Subbuteo player hopes to bring World Cup trophy home
- Published
Football could still end up coming home this year - but for competitors using a table-top rather than a pitch.
The Subbuteo World Cup is taking place between 20 to 22 September, with players from Bristol qualifying for the squad.
Popular in the 1970s and 1980s, the table-top game sees competitors take turns to flick miniature models of football players around a replica stadium in an attempt to push a ball into a goal.
Aaron Skinner, who plays in the Bristol Subbuteo League and will compete in the World Cup, said: "I can say it's coming home."
The World Cup is taking place in Tunbridge Wells, Kent, which is where the game was invented in 1946 by local resident Peter Adolph.
Mr Skinner, who will be representing England for the second time, said he loved playing the game as a child. He decided to re-take up the sport six years ago after seeing an advert for the Bristol league.
The league, which includes teams from Wolverhampton, Cardiff, Barry, Torquay and Cradley, meets every other Monday night in Bristol.
"I joined that and ever since then the Bristol league has grown and we now have 28 players.
"It's like football but on a board. You get to an age where you can't play football anymore, you turn to this," he added.
On what he loves about the sport-based game, Mr Skinner, who works in a bank, said: "It's the community.
"I've been playing the game on and off since I was really young so it would be an amazing achievement [to win]."
He expects the Italians will be hard to beat.
"I think over the last 10 years there's more playing in Italy than there is in England," he said.
However, Mr Skinner said to "win for England" would be amazing.
Mick Hammonds, who plays for Team England and Wolverhampton Subbuteo Club, said the drive to Bristol every other week is worth it.
"I love the game obviously but also the social aspect of it, the friends you make worldwide.
"When you have a bad weekend and you're playing badly and you've got a long drive home, sometimes three or four hours home and you're thinking 'this is it, that's it I've had enough', but you can't, the next tournament comes along, you're there, every time," he added.
Mr Hammonds, who owns a transport company, said while he was Staffordshire subbuteo champion at the age of 10, he had a break from the game before taking it back up after his wife bought him a set for Christmas in 2016.

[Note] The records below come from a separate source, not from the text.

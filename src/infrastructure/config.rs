use crate::core::record::{FieldSet, UnknownFieldSet};
use std::env;
use std::path::PathBuf;
use teloxide::types::ChatId;
use thiserror::Error;

const DEFAULT_CLASSES_FILE: &str = "classes.json";
const DEFAULT_PORT: u16 = 10000;

#[derive(Debug, Error)]
pub enum ConfigError {
    #[error("TELEGRAM_BOT_TOKEN is not set")]
    MissingToken,
    #[error("CLASS_FIELDS is invalid: {0}")]
    InvalidFieldSet(#[from] UnknownFieldSet),
    #[error("PORT '{0}' is not a valid port number")]
    InvalidPort(String),
}

#[derive(Debug, Clone)]
pub struct Config {
    pub token: String,
    pub admin_chat: Option<ChatId>,
    pub classes_file: PathBuf,
    pub fields: FieldSet,
    pub port: u16,
}

impl Config {
    pub fn from_env() -> Result<Self, ConfigError> {
        Self::from_lookup(|key| env::var(key).ok())
    }

    pub fn from_lookup<F>(lookup: F) -> Result<Self, ConfigError>
    where
        F: Fn(&str) -> Option<String>,
    {
        let present = |key: &str| lookup(key).filter(|v| !v.trim().is_empty());

        let token = present("TELEGRAM_BOT_TOKEN")
            .or_else(|| present("TELOXIDE_TOKEN"))
            .ok_or(ConfigError::MissingToken)?;

        let admin_chat = present("ADMIN_CHAT_ID").and_then(|raw| match raw.trim().parse::<i64>() {
            Ok(id) => Some(ChatId(id)),
            Err(e) => {
                log::warn!("Ignoring ADMIN_CHAT_ID '{}': {}", raw, e);
                None
            }
        });

        let classes_file = present("CLASSES_FILE")
            .map(PathBuf::from)
            .unwrap_or_else(|| PathBuf::from(DEFAULT_CLASSES_FILE));

        let fields = match present("CLASS_FIELDS") {
            Some(raw) => raw.parse()?,
            None => FieldSet::default(),
        };

        let port = match present("PORT") {
            Some(raw) => raw
                .trim()
                .parse()
                .map_err(|_| ConfigError::InvalidPort(raw.clone()))?,
            None => DEFAULT_PORT,
        };

        Ok(Config {
            token,
            admin_chat,
            classes_file,
            fields,
            port,
        })
    }
}
pub mod dialogue;
pub mod notification;
pub mod record;
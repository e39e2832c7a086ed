//! Typed response parsing for the generateContent wire format.
//!
//! The collaborator boundary is typed end to end: a response either
//! deserializes into these structs or the call fails with a
//! [`GenError`](crate::client::GenError).  No downstream code ever has to
//! sniff a string for structured-payload markers.

use serde::Deserialize;

/// Top-level generateContent response body.
#[derive(Debug, Deserialize)]
pub struct GenerateContentResponse {
    #[serde(default)]
    pub candidates: Vec<Candidate>,
}

/// One generation candidate.
#[derive(Debug, Deserialize)]
pub struct Candidate {
    pub content: Option<Content>,
}

/// Candidate content: an ordered list of parts.
#[derive(Debug, Deserialize)]
pub struct Content {
    #[serde(default)]
    pub parts: Vec<Part>,
}

/// A single content part; only text parts are meaningful here.
#[derive(Debug, Deserialize)]
pub struct Part {
    pub text: Option<String>,
}

impl GenerateContentResponse {
    /// Extract the first text part of the first candidate, if any.
    pub fn first_text(&self) -> Option<String> {
        self.candidates
            .first()
            .and_then(|c| c.content.as_ref())
            .and_then(|content| content.parts.first())
            .and_then(|part| part.text.clone())
    }
}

"Of course, me being me, it wasn't good enough just to play amongst friends, I had to be competitive so here I am playing for England," he said.
Not only are there representatives from England in the league, Matthew Rowley, a mobile DJ from Cardiff, hopes to bring it home for Wales.
Mr Rowley, who has represented his home country five times, said while there "was a little time in the past where Wales had two of the UK's best players", he may struggle to win.
"Those of us who are left, still playing, we're perhaps not quite at the level of the England lads, we are just behind, a bit like the real Wales team," he said.
However, Mr Rowley said he "cannot wait" to take part.
"This game requires a lot of skill, lots of concentration and indeed, a little bit of physical effort.
"I love it just as much as I love playing the real game," he said.